Il Formedil nasce con scopi precisi: formazione, sicurezza sul lavoro, qualificazione professionale. Non è un luogo per comizi né per campagne elettorali. Le sue aule, i suoi laboratori, il suo auditorium sono strumenti di crescita per chi lavora nei cantieri, non vetrine per chi cerca voti. Permettere che un candidato politico utilizzi questi spazi significa tradire la neutralità che un ente di questo tipo deve mantenere.

La domanda è semplice e bruciante: la Cisl ha usufruito gratuitamente della struttura? Esiste un contratto di affitto, un atto di concessione, una delibera che giustifichi l’utilizzo dell’auditorium? E soprattutto: perché non sono stati ospitati anche gli altri candidati alla Presidenza della Regione Campania, garantendo pari accesso e imparzialità? Fino a quando queste risposte non verranno rese pubbliche, il dubbio resta pesante.
Non è questione di partiti o di schieramenti: è questione di correttezza, trasparenza e rispetto per i lavoratori che con le loro quote e con il loro lavoro finanziano questi enti. Se l’uso della sala è stato gratuito o a condizioni di favore, si configurerebbe un vantaggio politico indebito, un gesto che — anche senza violare formalmente la legge — rappresenterebbe una ferita al principio di equità che dovrebbe guidare ogni organismo di formazione paritetica.

Il problema è anche di immagine e di fiducia. Gli enti bilaterali come il Formedil esistono proprio perché rappresentano la collaborazione tra sindacati e imprese. Sono spazi neutri, di equilibrio e di servizio. Vederli trasformati in strumenti di propaganda rischia di minare la credibilità di un intero sistema costruito in decenni di lavoro comune. E il messaggio che passa ai lavoratori è devastante: “i nostri soldi e le nostre strutture usati per fare politica”.
Ora serve chiarezza. Il Formedil e la Cisl devono pubblicare immediatamente gli atti che hanno autorizzato l’incontro, indicando se sia stato pagato un canone e in base a quale regolamento. In mancanza di ciò, la Regione e le autorità di controllo — dalla Cassa Edile all’ANAC — dovrebbero intervenire per verificare eventuali violazioni nella gestione di un bene finanziato anche con denaro pubblico.

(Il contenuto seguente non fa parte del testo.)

use chrono::NaiveDate;
use serde::{Deserialize, Serialize};
use serde_json::{Map, Value};

/// A record as returned by the tabular store: an opaque id plus labelled,
/// untyped field values.
#[derive(Debug, Clone, PartialEq, Serialize, Deserialize)]
pub struct RawRecord {
    pub id: String,
    #[serde(default)]
    pub fields: Map<String, Value>,
}

impl RawRecord {
    pub fn new(id: impl Into<String>) -> Self {
        Self {
            id: id.into(),
            fields: Map::new(),
        }
    }

    pub fn with_field(mut self, label: &str, value: impl Into<Value>) -> Self {
        self.fields.insert(label.to_string(), value.into());
        self
    }
}

#[derive(Debug, Clone, Copy, PartialEq, Eq, Serialize)]
pub enum StudentStatus {
    Active,
    Paused,
}

impl StudentStatus {
    /// Parses the exact status literals the store uses. Anything else is not
    /// an allowed status.
    pub fn from_label(label: &str) -> Option<Self> {
        match label {
            "Active" | "Actif" => Some(Self::Active),
            "Paused" | "Pause" => Some(Self::Paused),
            _ => None,
        }
    }

    pub fn label(self) -> &'static str {
        match self {
            Self::Active => "Active",
            Self::Paused => "Paused",
        }
    }
}

#[derive(Debug, Clone, PartialEq, Serialize)]
pub struct StudentProfile {
    pub id: String,
    pub access_code: String,
    pub name: String,
    pub status: StudentStatus,
    pub email: Option<String>,
    pub age: Option<u32>,
    pub gender: Option<String>,
    pub initial_weight: Option<f64>,
    pub target_weight: Option<f64>,
    pub height: Option<f64>,
    pub profession: Option<String>,
    pub medical_history: Option<String>,
    pub activity_level: Option<String>,
    pub motivation: Option<String>,
    pub diet: Option<String>,
    pub eating_habits: Option<String>,
    pub meal_frequency: Option<String>,
    pub objectives: Option<String>,
    pub birth_date: Option<NaiveDate>,
    pub student_code: Option<String>,
}

impl StudentProfile {
    pub fn first_name(&self) -> &str {
        self.name.split_whitespace().next().unwrap_or(&self.name)
    }
}

#[derive(Debug, Clone, PartialEq, Serialize)]
pub struct MeasurementSnapshot {
    pub id: String,
    pub student_id: String,
    pub date: NaiveDate,
    pub weight: f64,
    pub height: Option<f64>,
    pub body_fat: Option<f64>,
    pub muscle_percentage: Option<f64>,
    pub water: Option<f64>,
    pub visceral_fat: Option<f64>,
    pub thigh_left: Option<f64>,
    pub thigh_right: Option<f64>,
    pub hip: Option<f64>,
    pub waist: Option<f64>,
    pub chest: Option<f64>,
    pub arm_left: Option<f64>,
    pub arm_right: Option<f64>,
    pub weight_lost: Option<f64>,
    pub weight_remaining: Option<f64>,
    pub initial_weight: Option<f64>,
    pub target_weight: Option<f64>,
}

impl MeasurementSnapshot {
    /// A snapshot carrying only the required readings.
    pub fn new(id: impl Into<String>, student_id: impl Into<String>, date: NaiveDate, weight: f64) -> Self {
        Self {
            id: id.into(),
            student_id: student_id.into(),
            date,
            weight,
            height: None,
            body_fat: None,
            muscle_percentage: None,
            water: None,
            visceral_fat: None,
            thigh_left: None,
            thigh_right: None,
            hip: None,
            waist: None,
            chest: None,
            arm_left: None,
            arm_right: None,
            weight_lost: None,
            weight_remaining: None,
            initial_weight: None,
            target_weight: None,
        }
    }
}

#[derive(Debug, Clone, Copy, PartialEq, Eq, Serialize)]
pub enum GoalStatus {
    Pending,
    InProgress,
    Achieved,
}

impl GoalStatus {
    pub fn from_label(label: &str) -> Option<Self> {
        match label.trim().to_lowercase().as_str() {
            "pending" | "en attente" => Some(Self::Pending),
            "in-progress" | "in progress" | "en cours" => Some(Self::InProgress),
            "achieved" | "atteint" => Some(Self::Achieved),
            _ => None,
        }
    }
}

#[derive(Debug, Clone, PartialEq, Serialize)]
pub struct Goal {
    pub id: String,
    pub student_id: String,
    pub description: String,
    pub target_date: Option<NaiveDate>,
    pub status: GoalStatus,
    pub initial_weight: Option<f64>,
    pub target_weight: Option<f64>,
    pub current_weight: Option<f64>,
    pub weight_remaining: Option<f64>,
    pub progress_percentage: Option<f64>,
}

Chi gestisce risorse comuni non può comportarsi come se fossero proprie. Se la politica entra negli spazi dei lavoratori, lo può fare solo con regole uguali per tutti e con piena trasparenza. Tutto il resto è un abuso morale e istituzionale che va denunciato con forza. Perché chi amministra beni collettivi non deve essere fedele a un partito, ma alla coscienza pubblica e al rispetto dei cittadini che quei beni li hanno costruiti, mattone dopo mattone.